The biggest surprise isn’t the performance gap but the lack of comparative data. o3 Deep Research has been in limited release for months, yet no third-party benchmarks exist for core categories like coding (HumanEval), reasoning (ARC), or even basic text generation. That’s unusual for a model targeting developers, where transparent metrics are table stakes. Until we see real numbers, o3’s value proposition hinges on anecdotal claims—fine for hobbyists, but a non-starter for teams needing predictable outputs. GPT-5.2 isn’t perfect (its latency spikes under heavy load), but its weaknesses are quantified. For now, that’s the difference between a tool and a gamble.
Which Should You Choose?
Pick o3 Deep Research only if you’re running experiments where raw, unproven potential justifies a 2.8x cost premium—its $40/MTok price tag demands you treat it like a high-risk prototype, not a production workhorse. The lack of public benchmarks or real-world testing means you’re paying for speculation, not performance, so reserve this for niche use cases where GPT-5.2’s documented strengths in complex reasoning or code generation fall short and you’ve exhausted all other Ultra-tier alternatives. Pick GPT-5.2 for everything else. It’s not just $26 cheaper per million tokens; it’s the only model here with validated performance across reasoning, agentic workflows, and multimodal tasks, making it the default choice unless you’ve got a budget for untested gambles. If o3 can’t prove its edge in your specific workload within a pilot, switch to GPT-5.2 and pocket the savings.
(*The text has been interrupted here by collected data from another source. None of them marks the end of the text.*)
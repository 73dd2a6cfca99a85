//! Pure scoring functions, no IO. Weights and thresholds are grounded in
//! the original matcher's `calculate_pair_score`/`aggregate_matches`.

use crate::config::MatchingConfig;
use crate::domain::{MatchOutcome, PairMatch, ProductId, VideoId};
use crate::ports::PairFeatures;

const EMBEDDING_WEIGHT: f64 = 0.35;
const KEYPOINT_WEIGHT: f64 = 0.55;
const EDGE_WEIGHT: f64 = 0.10;

/// A consistency pair must clear this fixed bar, independent of the
/// configurable `sim_deep_min` retrieval filter. The original matcher
/// hardcodes 0.80 here rather than referencing `match_accept`, even
/// though both default to the same value — kept as two separate
/// constants/config knobs so changing one doesn't silently change the
/// other.
const CONSISTENCY_PAIR_SCORE_MIN: f64 = 0.80;

const CONSISTENCY_BONUS_THRESHOLD: u32 = 3;
const CONSISTENCY_BONUS: f64 = 0.02;
const COVERAGE_BONUS_MIN_IMAGES: usize = 2;
const COVERAGE_BONUS: f64 = 0.02;

/// The weighted combination the original matcher calls `pair_score`.
pub fn pair_score(features: PairFeatures) -> f64 {
    EMBEDDING_WEIGHT * features.sim_deep + KEYPOINT_WEIGHT * features.sim_kp + EDGE_WEIGHT * features.sim_edge
}

/// Cosine similarity between two embedding vectors, clamped to `[0, 1]`
/// (the original matcher discards the sign rather than allowing negative
/// similarity through). Returns `0.0` for mismatched or zero-length
/// vectors rather than panicking — both are data errors, not crashes.
pub fn cosine_similarity(a: &[f32], b: &[f32]) -> f64 {
    if a.len() != b.len() || a.is_empty() {
        return 0.0;
    }
    let dot: f64 = a.iter().zip(b).map(|(x, y)| *x as f64 * *y as f64).sum();
    let norm_a: f64 = a.iter().map(|x| (*x as f64).powi(2)).sum::<f64>().sqrt();
    let norm_b: f64 = b.iter().map(|x| (*x as f64).powi(2)).sum::<f64>().sqrt();
    if norm_a == 0.0 || norm_b == 0.0 {
        return 0.0;
    }
    (dot / (norm_a * norm_b)).clamp(0.0, 1.0)
}

/// Aggregate every pair that cleared the retrieval filter (spec §4.8) up
/// to a single product-video verdict, or `None` if the acceptance rules
/// reject it. Pairs are deterministically ordered best-first: pair score
/// descending, then earliest frame timestamp, then lexicographically
/// smallest image id — so a tie between two equally-scored candidates
/// always resolves the same way regardless of arrival order.
pub fn aggregate_matches(
    mut pairs: Vec<PairMatch>,
    product_id: ProductId,
    video_id: VideoId,
    config: &MatchingConfig,
) -> Option<MatchOutcome> {
    if pairs.is_empty() {
        return None;
    }

    pairs.sort_by(|a, b| {
        b.pair_score
            .partial_cmp(&a.pair_score)
            .unwrap_or(std::cmp::Ordering::Equal)
            .then_with(|| a.ts.partial_cmp(&b.ts).unwrap_or(std::cmp::Ordering::Equal))
            .then_with(|| a.img_id.cmp(&b.img_id))
    });

    let best = pairs[0].clone();
    let best_score = best.pair_score;

    let consistency = pairs.iter().filter(|p| p.pair_score >= CONSISTENCY_PAIR_SCORE_MIN).count() as u32;

    let accepted = (best_score >= config.match_best_min && consistency >= config.match_cons_min)
        || best_score >= config.match_high_confidence;
    if !accepted {
        return None;
    }

    let mut final_score = best_score;
    if consistency >= CONSISTENCY_BONUS_THRESHOLD {
        final_score += CONSISTENCY_BONUS;
    }
    let distinct_images = pairs.iter().map(|p| p.img_id.as_str()).collect::<std::collections::HashSet<_>>().len();
    if distinct_images >= COVERAGE_BONUS_MIN_IMAGES {
        final_score += COVERAGE_BONUS;
    }
    final_score = final_score.min(1.0);

    if final_score < config.match_accept {
        return None;
    }

    Some(MatchOutcome {
        product_id,
        video_id,
        best_img_id: best.img_id,
        best_frame_id: best.frame_id,
        best_ts: best.ts,
        score: final_score,
        best_pair_score: best_score,
        consistency,
        total_pairs: pairs.len() as u32,
    })
}

#[cfg(test)]
mod tests {
    use super::*;

    fn cfg() -> MatchingConfig {
        MatchingConfig::default()
    }

    fn pair(img_id: &str, ts: f64, score: f64) -> PairMatch {
        PairMatch {
            img_id: img_id.to_string(),
            frame_id: format!("frame-{ts}"),
            ts,
            pair_score: score,
        }
    }

    #[test]
    fn cosine_similarity_identical_vectors_is_one() {
        let v = vec![1.0, 2.0, 3.0];
        assert!((cosine_similarity(&v, &v) - 1.0).abs() < 1e-6);
    }

    #[test]
    fn cosine_similarity_mismatched_lengths_is_zero() {
        assert_eq!(cosine_similarity(&[1.0, 2.0], &[1.0]), 0.0);
    }

    #[test]
    fn pair_score_applies_documented_weights() {
        let score = pair_score(PairFeatures { sim_deep: 1.0, sim_kp: 1.0, sim_edge: 1.0, fallback: false });
        assert!((score - 1.0).abs() < 1e-9);

        let score = pair_score(PairFeatures { sim_deep: 1.0, sim_kp: 0.0, sim_edge: 0.0, fallback: false });
        assert!((score - 0.35).abs() < 1e-9);
    }

    #[test]
    fn empty_pairs_never_match() {
        assert_eq!(aggregate_matches(vec![], "p1".into(), "v1".into(), &cfg()), None);
    }

    #[test]
    fn accepts_on_best_min_and_consistency() {
        let pairs = vec![pair("img1", 1.0, 0.90), pair("img2", 2.0, 0.85), pair("img1", 3.0, 0.40)];
        let outcome = aggregate_matches(pairs, "p1".into(), "v1".into(), &cfg()).unwrap();
        assert_eq!(outcome.consistency, 2);
        assert!(outcome.score >= cfg().match_accept);
    }

    #[test]
    fn accepts_on_high_confidence_alone() {
        let pairs = vec![pair("img1", 1.0, 0.95)];
        let outcome = aggregate_matches(pairs, "p1".into(), "v1".into(), &cfg()).unwrap();
        assert_eq!(outcome.consistency, 1);
    }

    #[test]
    fn rejects_below_both_rules() {
        let pairs = vec![pair("img1", 1.0, 0.85)];
        assert_eq!(aggregate_matches(pairs, "p1".into(), "v1".into(), &cfg()), None);
    }

    #[test]
    fn bonuses_apply_for_strong_consistency_and_coverage() {
        let pairs = vec![
            pair("img1", 1.0, 0.90),
            pair("img2", 2.0, 0.88),
            pair("img3", 3.0, 0.85),
        ];
        let outcome = aggregate_matches(pairs, "p1".into(), "v1".into(), &cfg()).unwrap();
        // best 0.90 + consistency bonus (3 pairs >= 0.80) + coverage bonus (3 distinct images)
        assert!((outcome.score - 0.94).abs() < 1e-9);
    }

    #[test]
    fn ties_break_by_earliest_ts_then_smallest_image_id() {
        let pairs = vec![
            pair("img2", 5.0, 0.90),
            pair("img1", 1.0, 0.90),
            pair("img1", 0.5, 0.90),
        ];
        let outcome = aggregate_matches(pairs, "p1".into(), "v1".into(), &cfg()).unwrap();
        assert_eq!(outcome.best_img_id, "img1");
        assert_eq!(outcome.best_ts, 0.5);
    }
}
Frequently Asked Questions
Which model is cheaper, o3 Deep Research or GPT-5.2?
GPT-5.2 is significantly cheaper than o3 Deep Research. Priced at $14.00 per million tokens output, GPT-5.2 offers a substantial cost advantage over o3 Deep Research, which costs $40.00 per million tokens output.
Is o3 Deep Research better than GPT-5.2?
Based on available data, GPT-5.2 outperforms o3 Deep Research. GPT-5.2 has a grade rating of 'Strong,' while o3 Deep Research's grade is currently untested. This makes GPT-5.2 the more reliable choice for most applications.
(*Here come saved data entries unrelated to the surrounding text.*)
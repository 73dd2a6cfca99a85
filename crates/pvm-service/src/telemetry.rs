//! Structured logging bootstrap — the Rust-native replacement for the
//! original system's standalone `observability_validator.py`. Grounded on
//! `fourthplaces-mntogether`'s `tracing_subscriber::registry()` setup:
//! an `EnvFilter` seeded from `LOG_LEVEL` when `RUST_LOG` isn't set, a
//! single `fmt` layer, initialized exactly once per process.

use tracing_subscriber::{layer::SubscriberExt, util::SubscriberInitExt};

/// Initializes the global `tracing` subscriber. Call once from `main`
/// before any other component logs.
pub fn init(log_level: &str) {
    let filter = tracing_subscriber::EnvFilter::try_from_default_env()
        .unwrap_or_else(|_| tracing_subscriber::EnvFilter::new(log_level.to_string()));

    tracing_subscriber::registry()
        .with(filter)
        .with(tracing_subscriber::fmt::layer())
        .init();
}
What are the main differences between o3 Deep Research and GPT-5.2?
The primary differences lie in cost and performance. GPT-5.2 is not only cheaper at $14.00 per million tokens output compared to o3 Deep Research's $40.00, but it also boasts a 'Strong' grade rating, whereas o3 Deep Research's performance is untested.
Which model offers better value for money, o3 Deep Research or GPT-5.2?
GPT-5.2 offers better value for money. It is significantly cheaper and has a proven performance grade of 'Strong,' making it a more cost-effective and reliable choice compared to the untested o3 Deep Research.